**Work required**. As the lines appear below, please set them down exactly, starting at the first and finishing with the one containing "use proptest::prelude::*;".

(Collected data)
- Opening Delimiter -

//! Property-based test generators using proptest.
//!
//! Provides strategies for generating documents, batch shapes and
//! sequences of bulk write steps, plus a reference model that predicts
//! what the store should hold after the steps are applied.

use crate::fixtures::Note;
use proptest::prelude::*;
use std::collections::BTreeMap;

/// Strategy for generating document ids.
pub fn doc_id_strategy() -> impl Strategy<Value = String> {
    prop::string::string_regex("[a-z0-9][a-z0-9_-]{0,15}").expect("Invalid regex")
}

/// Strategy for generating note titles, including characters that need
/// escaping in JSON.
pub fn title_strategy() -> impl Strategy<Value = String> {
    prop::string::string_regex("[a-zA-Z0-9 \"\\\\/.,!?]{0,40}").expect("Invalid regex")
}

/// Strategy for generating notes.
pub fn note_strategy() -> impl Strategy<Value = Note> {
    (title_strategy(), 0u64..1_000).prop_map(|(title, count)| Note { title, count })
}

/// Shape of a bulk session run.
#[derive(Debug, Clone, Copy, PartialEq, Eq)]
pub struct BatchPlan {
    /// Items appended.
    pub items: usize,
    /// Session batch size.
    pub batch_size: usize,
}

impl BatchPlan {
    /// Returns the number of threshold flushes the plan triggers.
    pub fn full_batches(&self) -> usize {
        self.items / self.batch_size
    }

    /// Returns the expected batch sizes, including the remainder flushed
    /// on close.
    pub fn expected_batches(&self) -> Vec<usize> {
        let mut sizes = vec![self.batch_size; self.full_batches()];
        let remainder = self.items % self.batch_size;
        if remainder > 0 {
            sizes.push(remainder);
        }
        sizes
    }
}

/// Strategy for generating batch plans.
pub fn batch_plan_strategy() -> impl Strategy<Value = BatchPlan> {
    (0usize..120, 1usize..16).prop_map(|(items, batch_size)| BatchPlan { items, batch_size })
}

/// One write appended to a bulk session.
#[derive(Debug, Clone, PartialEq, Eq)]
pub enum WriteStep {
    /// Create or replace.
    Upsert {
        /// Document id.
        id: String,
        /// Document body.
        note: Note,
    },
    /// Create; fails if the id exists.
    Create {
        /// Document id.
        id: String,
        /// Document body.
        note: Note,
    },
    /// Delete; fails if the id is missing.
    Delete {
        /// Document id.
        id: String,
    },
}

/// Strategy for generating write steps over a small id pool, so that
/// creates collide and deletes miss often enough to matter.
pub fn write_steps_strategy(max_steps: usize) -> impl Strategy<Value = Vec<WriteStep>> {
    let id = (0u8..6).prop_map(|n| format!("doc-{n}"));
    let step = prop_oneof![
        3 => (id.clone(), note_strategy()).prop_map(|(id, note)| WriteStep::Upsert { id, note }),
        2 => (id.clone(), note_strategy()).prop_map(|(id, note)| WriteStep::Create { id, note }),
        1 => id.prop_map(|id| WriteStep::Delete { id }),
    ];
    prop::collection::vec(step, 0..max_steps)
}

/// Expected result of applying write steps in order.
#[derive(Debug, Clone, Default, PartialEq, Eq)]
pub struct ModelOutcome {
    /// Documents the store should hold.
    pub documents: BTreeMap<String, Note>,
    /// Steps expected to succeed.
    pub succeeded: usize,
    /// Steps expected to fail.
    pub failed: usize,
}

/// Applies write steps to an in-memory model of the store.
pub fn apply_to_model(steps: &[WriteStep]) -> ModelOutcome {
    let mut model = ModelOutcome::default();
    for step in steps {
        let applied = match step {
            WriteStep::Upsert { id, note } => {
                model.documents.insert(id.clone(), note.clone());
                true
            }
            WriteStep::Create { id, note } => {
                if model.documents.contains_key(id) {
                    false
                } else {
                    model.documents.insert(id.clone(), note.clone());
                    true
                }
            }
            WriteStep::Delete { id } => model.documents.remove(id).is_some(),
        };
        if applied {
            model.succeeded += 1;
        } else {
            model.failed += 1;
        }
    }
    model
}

- Closing Delimiter -

**Solution for this problem**.
//! Property-based test generators using proptest.
//!
//! Provides strategies for generating documents, batch shapes and
//! sequences of bulk write steps, plus a reference model that predicts
//! what the store should hold after the steps are applied.

use crate::fixtures::Note;
use proptest::prelude::*;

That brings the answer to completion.